Chi ha avuto modo di ascoltare la lezione di Mario Draghi all’Accademia dei Lincei ha preso nuovamente coscienza della grandezza del personaggio. Nel corso del suo intervento – si può recuperare qui -, come tutti i grandi professori, Mario Draghi ha fatto apparire semplici concetti invece altamente complessi, soprattutto per i non addetti ai lavori.

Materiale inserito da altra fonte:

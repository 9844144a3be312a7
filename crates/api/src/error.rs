//! API error types with HTTP response mapping.

use axum::http::StatusCode;
use axum::response::{IntoResponse, Response};
use checkout::CheckoutError;
use domain::{CartError, OrderError};
use ledger::LedgerError;

/// API-level error type that maps to HTTP responses.
#[derive(Debug)]
pub enum ApiError {
    /// Resource not found.
    NotFound(String),
    /// Bad request from the client.
    BadRequest(String),
    /// Cart operation error.
    Cart(CartError),
    /// Checkout or order lifecycle error.
    Checkout(CheckoutError),
    /// Ledger operation error.
    Ledger(LedgerError),
}

impl IntoResponse for ApiError {
    fn into_response(self) -> Response {
        let (status, message) = match self {
            ApiError::NotFound(msg) => (StatusCode::NOT_FOUND, msg),
            ApiError::BadRequest(msg) => (StatusCode::BAD_REQUEST, msg),
            ApiError::Cart(err) => cart_error_to_response(&err),
            ApiError::Checkout(err) => checkout_error_to_response(&err),
            ApiError::Ledger(err) => ledger_error_to_response(&err),
        };

        let body = serde_json::json!({ "error": message });
        (status, axum::Json(body)).into_response()
    }
}

fn cart_error_to_response(err: &CartError) -> (StatusCode, String) {
    let status = match err {
        CartError::UserNotFound { .. }
        | CartError::ProductNotFound { .. }
        | CartError::ProductInactive { .. }
        | CartError::LineNotFound { .. } => StatusCode::NOT_FOUND,
        CartError::InvalidQuantity { .. } => StatusCode::BAD_REQUEST,
        CartError::InsufficientStock { .. } => StatusCode::CONFLICT,
    };
    (status, err.to_string())
}

fn checkout_error_to_response(err: &CheckoutError) -> (StatusCode, String) {
    let status = match err {
        CheckoutError::UserNotFound(_) | CheckoutError::OrderNotFound(_) => StatusCode::NOT_FOUND,
        CheckoutError::EmptyCart(_) => StatusCode::BAD_REQUEST,
        CheckoutError::Cart(cart_err) => return cart_error_to_response(cart_err),
        CheckoutError::Order(OrderError::InvalidTransition { .. }) => StatusCode::CONFLICT,
        CheckoutError::Ledger(ledger_err) => return ledger_error_to_response(ledger_err),
    };
    (status, err.to_string())
}

fn ledger_error_to_response(err: &LedgerError) -> (StatusCode, String) {
    let status = match err {
        LedgerError::ProductNotFound(_) => StatusCode::NOT_FOUND,
        LedgerError::InsufficientStock { .. } => StatusCode::CONFLICT,
        LedgerError::InvalidStockLevel(_) | LedgerError::InvalidPrice(_) => {
            StatusCode::BAD_REQUEST
        }
    };
    (status, err.to_string())
}

impl From<CartError> for ApiError {
    fn from(err: CartError) -> Self {
        ApiError::Cart(err)
    }
}

impl From<CheckoutError> for ApiError {
    fn from(err: CheckoutError) -> Self {
        ApiError::Checkout(err)
    }
}

impl From<LedgerError> for ApiError {
    fn from(err: LedgerError) -> Self {
        ApiError::Ledger(err)
    }
}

Significativa la definizione che Draghi ha fornito di “debito buono”, espressione con cui ad inizio pandemia tracciò la strada che le economie avrebbero dovuto intraprendere per proteggere le collettività dalla pandemia:

Più in generale, tra i modi di utilizzare il debito pubblico che lo qualificano come debito buono ci sono: Il debito che serve a finanziare investimenti pubblici ben mirati. Il debito che permette di assorbire gli shock esogeni come la difesa da una guerra o, appunto, una pandemia. Il debito utilizzato per fare politica anticiclica.  La politica di bilancio anticiclica è particolarmente importante in un’unione monetaria, perché la politica monetaria non può rispondere da sola agli shock isolati che colpiscono un Paese. Lo è ancora di più oggi, quando la vicinanza dei tassi d’interesse al loro limite inferiore effettivo riduce la capacità della BCE di sostenere autonomamente la domanda aggregata“.

Prendete appunti, ha parlato il Professor Draghi.